==== Data provided ====
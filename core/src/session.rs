//! `Session`: the shared context object threading the runtime's components
//! together (spec §9, "breaking cyclic references via a session context
//! passed by reference"). The Agent Loop's model-facing handler holds only
//! a `Weak<Session>`, so `Session → AgentLoop → ModelHandler → Session`
//! never keeps the session alive past its owner.

use std::path::PathBuf;
use std::sync::Arc;
use std::sync::Weak;

use async_trait::async_trait;
use serde_json::Value as JsonValue;
use serde_json::json;
use tokio::sync::Mutex;
use tokio::sync::mpsc;
use tokio::sync::mpsc::UnboundedSender;
use tokio_util::sync::CancellationToken;
use tracing::warn;
use writeflow_protocol::AgentResponse;
use writeflow_protocol::ArticleContext;
use writeflow_protocol::Config;
use writeflow_protocol::Message;
use writeflow_protocol::PermissionLevel;
use writeflow_protocol::PermissionPolicy;

use crate::adapters::multiplexer::MultiplexedEvent;
use crate::adapters::multiplexer::StreamMultiplexer;
use crate::adapters::registry::AdapterRegistry;
use crate::agent_loop::AgentLoop;
use crate::agent_loop::HandlerKind;
use crate::agent_loop::ModelHandler;
use crate::permissions::PermissionManager;
use crate::queue::MessageQueue;
use crate::system_reminder::ReminderEngine;
use crate::system_reminder::generators::FileContextGenerator;
use crate::system_reminder::generators::SessionStartupGenerator;
use crate::system_reminder::generators::TodoStatusGenerator;
use crate::todo_engine::TodoEngine;
use crate::tools::ToolContext;
use crate::tools::handlers::EditArticleTool;
use crate::tools::handlers::ExitPlanModeTool;
use crate::tools::handlers::FetchUrlTool;
use crate::tools::handlers::PublishArticleTool;
use crate::tools::handlers::ReadArticleTool;
use crate::tools::handlers::RunShellTool;
use crate::tools::handlers::SearchResearchTool;
use crate::tools::handlers::WriteDraftTool;
use crate::tools::orchestrator::ToolOrchestrator;
use crate::tools::orchestrator::ToolRegistry;
use crate::tools::orchestrator::ToolRequest;

/// Default grants for the built-in tool set. Read-only tools are always
/// allowed; writes and network calls require a session or one-time grant;
/// `run_shell` requires a fresh grant every time (spec §4.3, `Dangerous`).
fn default_policies() -> Vec<PermissionPolicy> {
    use writeflow_protocol::GrantType;
    vec![
        PermissionPolicy::always_allow("exit_plan_mode", PermissionLevel::ReadOnly),
        PermissionPolicy::always_allow("read_article", PermissionLevel::ReadOnly),
        PermissionPolicy::always_allow("search_research", PermissionLevel::ReadOnly),
        PermissionPolicy {
            tool_name: "write_draft".to_string(),
            level: PermissionLevel::SafeWrite,
            grant_type: GrantType::SessionGrant,
            max_per_session: None,
            require_confirmation: false,
        },
        PermissionPolicy {
            tool_name: "edit_article".to_string(),
            level: PermissionLevel::SafeWrite,
            grant_type: GrantType::SessionGrant,
            max_per_session: None,
            require_confirmation: false,
        },
        PermissionPolicy {
            tool_name: "fetch_url".to_string(),
            level: PermissionLevel::NetworkAccess,
            grant_type: GrantType::OneTimeGrant,
            max_per_session: None,
            require_confirmation: true,
        },
        PermissionPolicy {
            tool_name: "publish_article".to_string(),
            level: PermissionLevel::SystemModify,
            grant_type: GrantType::OneTimeGrant,
            max_per_session: None,
            require_confirmation: true,
        },
        PermissionPolicy {
            tool_name: "run_shell".to_string(),
            level: PermissionLevel::Dangerous,
            grant_type: GrantType::OneTimeGrant,
            max_per_session: None,
            require_confirmation: true,
        },
    ]
}

fn register_builtin_tools(registry: &ToolRegistry) {
    let _ = registry.register(Arc::new(ExitPlanModeTool));
    let _ = registry.register(Arc::new(ReadArticleTool));
    let _ = registry.register(Arc::new(SearchResearchTool));
    let _ = registry.register(Arc::new(WriteDraftTool));
    let _ = registry.register(Arc::new(EditArticleTool));
    let _ = registry.register(Arc::new(FetchUrlTool::default()));
    let _ = registry.register(Arc::new(PublishArticleTool));
    let _ = registry.register(Arc::new(RunShellTool));
}

pub struct Session {
    pub config: Config,
    pub working_dir: PathBuf,
    pub queue: Arc<MessageQueue>,
    pub permissions: Arc<PermissionManager>,
    pub orchestrator: Arc<ToolOrchestrator>,
    pub adapters: AdapterRegistry,
    pub multiplexer: StreamMultiplexer,
    pub context: Arc<Mutex<ArticleContext>>,
    pub reminders: Arc<ReminderEngine>,
    pub todo_status_generator: Arc<TodoStatusGenerator>,
    pub todo_engine: Arc<TodoEngine>,
    pub agent_loop: Arc<AgentLoop>,
}

impl Session {
    pub fn new(config: Config, working_dir: PathBuf) -> Arc<Self> {
        let queue = Arc::new(MessageQueue::new(crate::queue::DEFAULT_CAPACITY));
        let permissions = Arc::new(PermissionManager::new(default_policies(), working_dir.clone()));
        let registry = Arc::new(ToolRegistry::new());
        register_builtin_tools(&registry);
        let orchestrator = Arc::new(ToolOrchestrator::new(Arc::clone(&registry), Arc::clone(&permissions), working_dir.clone()));
        let todo_status_generator = Arc::new(TodoStatusGenerator::new());
        let reminders = Arc::new(ReminderEngine::new(vec![
            Arc::new(SessionStartupGenerator),
            Arc::clone(&todo_status_generator) as Arc<dyn crate::system_reminder::AttachmentGenerator>,
            Arc::new(FileContextGenerator),
        ]));
        let todo_engine = Arc::new(TodoEngine::new(Arc::clone(&queue)));
        let context = Arc::new(Mutex::new(ArticleContext::new()));

        Arc::new_cyclic(|weak_session: &Weak<Session>| {
            let handler: Arc<dyn ModelHandler> = Arc::new(SessionModelHandler(Weak::clone(weak_session)));
            let agent_loop = Arc::new(AgentLoop::new(
                Arc::clone(&queue),
                Arc::clone(&permissions),
                Arc::clone(&orchestrator),
                handler,
                Arc::clone(&context),
            ));
            Self {
                config,
                working_dir,
                queue,
                permissions,
                orchestrator,
                adapters: AdapterRegistry::with_default_providers(),
                multiplexer: StreamMultiplexer::default(),
                context,
                reminders,
                todo_status_generator,
                todo_engine,
                agent_loop,
            }
        })
    }

    /// Which model pointer a turn should resolve against (spec §6,
    /// `modelPointers: {main, task, reasoning, quick}`).
    fn pointer_for(kind: HandlerKind) -> &'static str {
        match kind {
            HandlerKind::ResearchRequest => "reasoning",
            HandlerKind::GeneralQuery => "quick",
            _ => "main",
        }
    }

    async fn run_turn(&self, kind: HandlerKind, message: &Message, _cancel: CancellationToken, out: &UnboundedSender<AgentResponse>) {
        let pointer = Self::pointer_for(kind);
        let Some(profile) = self.config.profile_for(Some(pointer)).or_else(|| self.config.profile_for(None)).cloned() else {
            let _ = out.send(AgentResponse::error(
                "no model profile configured for this request",
                json!({"pointer": pointer}),
            ));
            return;
        };

        let Some(adapter) = self.adapters.get(&profile.provider) else {
            let _ = out.send(AgentResponse::error(
                format!("no adapter registered for provider '{}'", profile.provider),
                JsonValue::Null,
            ));
            return;
        };

        let text = message
            .payload
            .get("text")
            .and_then(JsonValue::as_str)
            .map(str::to_string)
            .unwrap_or_else(|| message.payload.to_string());
        let messages = vec![json!({"role": "user", "content": text})];

        let (tx, mut rx) = mpsc::unbounded_channel();
        self.multiplexer.stream(adapter, &profile, &messages, tx).await;

        let mut buffer = String::new();
        while let Some(event) = rx.recv().await {
            match event {
                MultiplexedEvent::Chunk(chunk) => {
                    if let Some(error) = chunk.error {
                        let _ = out.send(AgentResponse::error(format!("{error:?}"), JsonValue::Null));
                        return;
                    }
                    if !chunk.content_delta.is_empty() {
                        buffer.push_str(&chunk.content_delta);
                        let _ = out.send(AgentResponse::progress(chunk.content_delta));
                    }
                    if chunk.done {
                        let _ = out.send(AgentResponse::result(buffer.clone()));
                    }
                }
                MultiplexedEvent::ToolUse(value) => {
                    self.dispatch_tool_use(value, out).await;
                }
            }
        }
    }

    async fn dispatch_tool_use(&self, value: JsonValue, out: &UnboundedSender<AgentResponse>) {
        let Some(tool_name) = value.get("tool_name").and_then(JsonValue::as_str) else {
            return;
        };
        let input = value.get("input").cloned().unwrap_or(JsonValue::Null);
        let record = self.orchestrator.execute_tool(ToolRequest::new(tool_name, input)).await;
        match record.error {
            Some(kind) => {
                let _ = out.send(AgentResponse::error(format!("{tool_name} failed: {kind:?}"), JsonValue::Null));
            }
            None => {
                let _ = out.send(AgentResponse::progress(format!(
                    "{tool_name} -> {}",
                    record.result.clone().unwrap_or(JsonValue::Null)
                )));
            }
        }
    }

    pub fn tool_context(&self, execution_id: writeflow_protocol::ExecutionId) -> ToolContext {
        ToolContext {
            working_dir: self.working_dir.clone(),
            execution_id,
        }
    }

    pub async fn run(self: &Arc<Self>) {
        let agent_loop = Arc::clone(&self.agent_loop);
        agent_loop.run().await;
    }

    pub async fn shutdown(&self) {
        self.agent_loop.close().await;
    }
}

/// Weak-held bridge so the loop's `ModelHandler` does not keep `Session`
/// alive (spec §9 cyclic-reference note).
struct SessionModelHandler(Weak<Session>);

#[async_trait]
impl ModelHandler for SessionModelHandler {
    async fn handle(&self, kind: HandlerKind, message: &Message, cancel: CancellationToken, out: &UnboundedSender<AgentResponse>) {
        let Some(session) = self.0.upgrade() else {
            warn!("session dropped before its model handler could run a turn");
            return;
        };
        session.run_turn(kind, message, cancel, out).await;
    }
}

#[cfg(test)]
mod tests {
    use super::*;
    use pretty_assertions::assert_eq;
    use writeflow_protocol::MessageType;
    use writeflow_protocol::Priority;

    #[tokio::test]
    async fn missing_model_profile_surfaces_as_error_event() {
        let session = Session::new(Config::default(), std::env::temp_dir());
        let runner = Arc::clone(&session);
        tokio::spawn(async move { runner.run().await });

        let message = Message::new(MessageType::UserInput, Priority::Normal, json!({"text": "hello"}), "cli");
        let mut rx = session.agent_loop.submit(message).await;
        let response = rx.recv().await.unwrap();
        assert_eq!(response.kind, writeflow_protocol::AgentResponseKind::Error);

        session.shutdown().await;
    }

    #[test]
    fn builtin_tools_are_all_registered() {
        let session = Session::new(Config::default(), std::env::temp_dir());
        let mut names = session.orchestrator.registered_tool_names();
        names.sort();
        assert_eq!(
            names,
            vec![
                "edit_article",
                "exit_plan_mode",
                "fetch_url",
                "publish_article",
                "read_article",
                "run_shell",
                "search_research",
                "write_draft",
            ]
        );
    }
}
====
How many lines above contain the word "ReminderEngine"? Reply with only the number.

**Expected answer**
3